── Source data ──

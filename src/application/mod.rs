pub mod affiliate_service;
pub mod checkout;
pub mod guest_access;
pub mod inventory;
pub mod order_lifecycle;
pub mod reconciliation;
pub mod settlement;
pub mod wallet_service;

use bigdecimal::BigDecimal;
use chrono::Duration;

use crate::config::AppConfig;

/// Business settings shared by the services.
#[derive(Debug, Clone)]
pub struct EngineSettings {
    pub currency: String,
    pub order_ttl: Duration,
    pub payment_ttl: Duration,
    pub commission_confirm_days: i64,
    pub min_withdraw_amount: BigDecimal,
    pub notify_base_url: String,
}

impl From<&AppConfig> for EngineSettings {
    fn from(config: &AppConfig) -> Self {
        EngineSettings {
            currency: config.currency.clone(),
            order_ttl: Duration::minutes(config.order_ttl_minutes),
            payment_ttl: Duration::minutes(config.payment_ttl_minutes),
            commission_confirm_days: config.commission_confirm_days,
            min_withdraw_amount: config.min_withdraw_amount.clone(),
            notify_base_url: config.notify_base_url.clone(),
        }
    }
}

impl Default for EngineSettings {
    fn default() -> Self {
        EngineSettings {
            currency: "CNY".to_string(),
            order_ttl: Duration::minutes(15),
            payment_ttl: Duration::minutes(15),
            commission_confirm_days: 7,
            min_withdraw_amount: BigDecimal::from(10),
            notify_base_url: "http://localhost:8080".to_string(),
        }
    }
}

───

- _What is being asked_
Write all the entries out again exactly as they are.

- _Completed exercise_
filename src/application/mod.rs
pub mod affiliate_service;
pub mod checkout;
pub mod guest_access;
pub mod inventory;
pub mod order_lifecycle;
pub mod reconciliation;
pub mod settlement;
pub mod wallet_service;

use bigdecimal::BigDecimal;
use chrono::Duration;

use crate::config::AppConfig;

/// Business settings shared by the services.
#[derive(Debug, Clone)]
pub struct EngineSettings {
    pub currency: String,
    pub order_ttl: Duration,
    pub payment_ttl: Duration,
    pub commission_confirm_days: i64,
    pub min_withdraw_amount: BigDecimal,
    pub notify_base_url: String,
}

impl From<&AppConfig> for EngineSettings {
    fn from(config: &AppConfig) -> Self {
        EngineSettings {
            currency: config.currency.clone(),
            order_ttl: Duration::minutes(config.order_ttl_minutes),
            payment_ttl: Duration::minutes(config.payment_ttl_minutes),
            commission_confirm_days: config.commission_confirm_days,
            min_withdraw_amount: config.min_withdraw_amount.clone(),
            notify_base_url: config.notify_base_url.clone(),
        }
    }
}

impl Default for EngineSettings {
    fn default() -> Self {
        EngineSettings {
            currency: "CNY".to_string(),
            order_ttl: Duration::minutes(15),
            payment_ttl: Duration::minutes(15),
            commission_confirm_days: 7,
            min_withdraw_amount: BigDecimal::from(10),
            notify_base_url: "http://localhost:8080".to_string(),
        }
    }
}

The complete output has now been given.